| First settlement in Yardley
We know nothing of any colonisation earlier than the Saxon, though
that does not necessarily mean that there was none. Perhaps as
early as the seventh century but far from certainly, Hwiccans
(West Saxons) moved down the ridge east of the Cole and established
themselves in a region that was generally settled by Anglian folk
who had come from the east. The first open fields of Yardley were
on the dry, sandy soil overlooking Stechford. Few as the Saxon
settlers were (in 972 there were only five households), some of
them must surely have lived farther south: how else, even in that
period of small populations and much undeveloped land, could so
few have maintained their claim to so large a holding (eleven
and a half square miles)? (Tyseley, the farm made in a natural
clearing in Arden by a man perhaps named Tissa, could have been
one pre-Norman site). But we have no written evidence of assarts
(small farms made in virgin waste by enterprising individuals)

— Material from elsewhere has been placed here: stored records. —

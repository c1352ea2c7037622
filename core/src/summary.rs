//! Dataset shape report.
//!
//! Collected after generation for the runner's printout and asserted on
//! by the test suite; the shares here are the contract the teaching
//! queries rely on.

use crate::{config::GeneratorConfig, error::GenResult, skew, store::LabStore};
use serde::Serialize;

#[derive(Debug, Clone, Serialize)]
pub struct DatasetSummary {
    pub entities: i64,
    pub jurisdictions: i64,
    pub filing_types: i64,
    pub filings: i64,
    pub invoices: i64,
    pub payments: i64,

    /// (status, share of filings), descending.
    pub filing_status_shares: Vec<(String, f64)>,
    /// Share of entities held by the three mega clients.
    pub mega_client_share: f64,
    /// Share of filings landing on the hot entity subrange.
    pub hot_entity_filing_share: f64,

    pub orphan_filings: i64,
    pub orphan_invoices: i64,
    pub orphan_payments: i64,
}

impl DatasetSummary {
    pub fn collect(store: &LabStore, config: &GeneratorConfig) -> GenResult<Self> {
        let entities = store.entity_count()?;
        let filings = store.filing_count()?;

        let mut filing_status_shares: Vec<(String, f64)> = store
            .filing_status_counts()?
            .into_iter()
            .map(|(status, count)| {
                let share = if filings > 0 {
                    count as f64 / filings as f64
                } else {
                    0.0
                };
                (status, share)
            })
            .collect();
        filing_status_shares
            .sort_by(|a, b| b.1.partial_cmp(&a.1).unwrap_or(std::cmp::Ordering::Equal));

        let mega_entities: i64 = {
            let mut total = 0;
            for (name, _) in skew::MEGA_CLIENTS {
                total += store.entity_count_for_client(name)?;
            }
            total
        };
        let mega_client_share = if entities > 0 {
            mega_entities as f64 / entities as f64
        } else {
            0.0
        };

        let hot_max = skew::hot_range_max(config.entity_count.max(1), config.hot_entity_fraction);
        let hot_filings = store.filings_for_entities_below(hot_max)?;
        let hot_entity_filing_share = if filings > 0 {
            hot_filings as f64 / filings as f64
        } else {
            0.0
        };

        Ok(Self {
            entities,
            jurisdictions: store.jurisdiction_count()?,
            filing_types: store.filing_type_count()?,
            filings,
            invoices: store.invoice_count()?,
            payments: store.payment_count()?,
            filing_status_shares,
            mega_client_share,
            hot_entity_filing_share,
            orphan_filings: store.orphan_filing_count()?,
            orphan_invoices: store.orphan_invoice_count()?,
            orphan_payments: store.orphan_payment_count()?,
        })
    }
}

earlier than 1171. By then Hugh de la Haye or an ancestor had
founded his 'haye' (hege, an enclosure in the common waste) on
a dry, clear gravelly patch in the forest, fencing his ploughed
land to keep out wild animals.
For a summary of the geology and
natural vegetation of the area, go to this
map.
From 13th-14th Century taxrolls we can extract tenants' names
which indicate a scatter of population throughout the manor. This
information and much more is available through the five years'
research of the Discovering Yardley Group, led by Victor Skipp
M.A. His
Medieval Yardley summarises their findings and
gives a view of Yardley and its people at various times up to
the Tudor period. To the given names of some tenants are added
place-names, several being recorded for the first time: thus we
can confirm that people wore living at Grete (Greet), Hyon (Hiron
Hall), Bromhale (Broom Hall), Tisseleye (Tyseley), (Fox) Hollies,
Haw (Hall) Green, Hay Hall, and Shirleye - not the modern Shirley,
though it meant the same, the clearing on the edge of the shire,
but the Gilbertstone Avenue area. But where were the ten taxpayers
of Tenchlee, a name which has not survived?